Nie zniechęcajmy się, kiedy życie zgodne z Ewangelią sprowadza na nas prześladowania ze strony ludzi. Pośród prześladowań zawsze jest z nami Jezus. On nas pociesza, a moc Ducha Świętego pomaga nam iść na przód - mówił Papież w ostatniej katechezie o błogosławieństwach.
Dziś jej tematem są właśnie prześladowani. Są błogosławieni, bo do nich należy królestwo niebieskie. Jezus obiecuje im eschatologiczną radość.
Papież zauważył, że świat odrzuca tych, którzy żyją według błogosławieństw. Traktuje ich jako idealistów i fanatyków.

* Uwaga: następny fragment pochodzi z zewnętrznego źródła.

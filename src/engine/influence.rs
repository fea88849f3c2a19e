use crate::{CellState, Grid, Result};

/// Scratch buffer of summed neighbor influence, one entry per grid cell
///
/// Reused between generations, but zero-filled before every accumulation so no
/// sum survives past the step it was computed for.
#[derive(Debug, Clone, Default)]
pub(super) struct Influence {
    sums: Vec<u32>,
}

impl Influence {
    /// Recomputes every cell's neighbor influence from the current states
    ///
    /// Each cell adds `influence_of(state)` to each of its 8 neighbors. Every
    /// offset is bounds-checked on its own; neighbors outside the grid are
    /// skipped without affecting the remaining offsets.
    pub(super) fn accumulate<F>(&mut self, grid: &Grid, influence_of: F) -> Result<()>
    where
        F: Fn(CellState) -> Result<u32>,
    {
        self.sums.clear();
        self.sums.resize(grid.len(), 0);

        for (idx, &state) in grid.cells().iter().enumerate() {
            let influence = influence_of(state)?;
            if influence == 0 {
                continue;
            }
            for neighbor in grid.pos(idx).neighbors() {
                if let Some(n) = grid.index(neighbor.x, neighbor.y) {
                    self.sums[n] = self.sums[n].saturating_add(influence);
                }
            }
        }
        Ok(())
    }

    #[inline]
    pub(super) fn sums(&self) -> &[u32] {
        &self.sums
    }
}

#[cfg(test)]
mod tests {
    use super::*;

    fn unit(state: CellState) -> Result<u32> {
        Ok(state.is_alive() as u32)
    }

    fn grid_with(w: i32, h: i32, alive: &[(i32, i32)]) -> Grid {
        let mut grid = Grid::new(w, h).unwrap();
        for &(x, y) in alive {
            grid.set(x, y, CellState::Alive).unwrap();
        }
        grid
    }

    #[test]
    fn interior_cell_reaches_all_eight_neighbors() {
        let grid = grid_with(3, 3, &[(1, 1)]);
        let mut influence = Influence::default();
        influence.accumulate(&grid, unit).unwrap();

        assert_eq!(influence.sums(), &[1, 1, 1, 1, 0, 1, 1, 1, 1]);
    }

    #[test]
    fn corner_cell_only_reaches_in_bounds_neighbors() {
        let grid = grid_with(4, 4, &[(0, 0)]);
        let mut influence = Influence::default();
        influence.accumulate(&grid, unit).unwrap();

        let sums = influence.sums();
        assert_eq!(sums.len(), 16);
        assert_eq!(sums.iter().sum::<u32>(), 3);
        assert_eq!(sums[grid.index(1, 0).unwrap()], 1);
        assert_eq!(sums[grid.index(0, 1).unwrap()], 1);
        assert_eq!(sums[grid.index(1, 1).unwrap()], 1);
    }

    #[test]
    fn sums_are_cleared_between_uses() {
        let mut influence = Influence::default();
        influence
            .accumulate(&grid_with(3, 3, &[(0, 0), (2, 2)]), unit)
            .unwrap();
        influence.accumulate(&grid_with(3, 3, &[]), unit).unwrap();

        assert!(influence.sums().iter().all(|&sum| sum == 0));
    }

    #[test]
    fn single_row_grid_has_no_vertical_neighbors() {
        let grid = grid_with(5, 1, &[(2, 0)]);
        let mut influence = Influence::default();
        influence.accumulate(&grid, unit).unwrap();

        assert_eq!(influence.sums(), &[0, 1, 0, 1, 0]);
    }
}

Co więcej ich obecność jest dla nich uciążliwa, przeszkadza im.
Świętość jest uciążliwa
Uciążliwa, to jest słowo kluczowe. Bo samo świadectwo chrześcijańskie, które przynosi tak wiele dobra dla tak wielu ludzi, jest uciążliwe dla tych, którzy mają mentalność światową. Dla nich jest ono wyrzutem. Kiedy pojawia się świętość i ujawnia się życie dzieci Bożych, to w tym pięknie jest coś niewygodnego, coś, co wymaga zajęcia stanowiska: albo zgodzić się na poddanie swojego życia w wątpliwość i otworzyć się na dobro, albo odrzucić to światło i zatwardzić serce, aż po sprzeciw i wściekłość (por. Mdr 2, 14-15) – zaznaczył Ojciec Święty. - To ciekawe, że kiedy patrzymy na prześladowania męczenników, to widzimy, jak pogłębia się wrogość, staje się wściekłością. Wystarczy popatrzeć na prześladowania ubiegłego wieku, na prześladowania europejskich dyktatur, jak wzmaga się wściekłość przeciw chrześcijanom, przeciw ich świadectwu i heroizmowi.
Franciszek wspomniał w tym kontekście o bardzo licznych chrześcijanach, którzy dziś w różnych regionach świata doznają prześladowań. Zachęcił do modlitwy w ich intencji, aby ich udręka jak najszybciej się skończyła.
Papież ostrzegł jednak, by tego błogosławieństwa nie stosować do sytuacji, kiedy jako chrześcijanie zasłużyliśmy sobie na pogardę.
Kiedy tracimy smak, zasługujemy na pogardę
- Nie zawsze bowiem wzgarda od ludzi jest synonimem prześladowania. Zaraz po błogosławieństwach Jezus mówi, że chrześcijanie są «solą ziemi» i przestrzega przed «utratą smaku», w przeciwnym razie sól «na nic się już nie przyda, chyba na wyrzucenie i podeptanie przez ludzi» (Mt 5, 13) – stwierdził Ojciec Święty. - Istnieje zatem również pogarda przez nas zawiniona, gdy tracimy smak Chrystusa i Ewangelii. Musimy być wierni pokornej drodze Błogosławieństw, ponieważ to właśnie ona prowadzi do bycia z Chrystusa, a nie ze świata.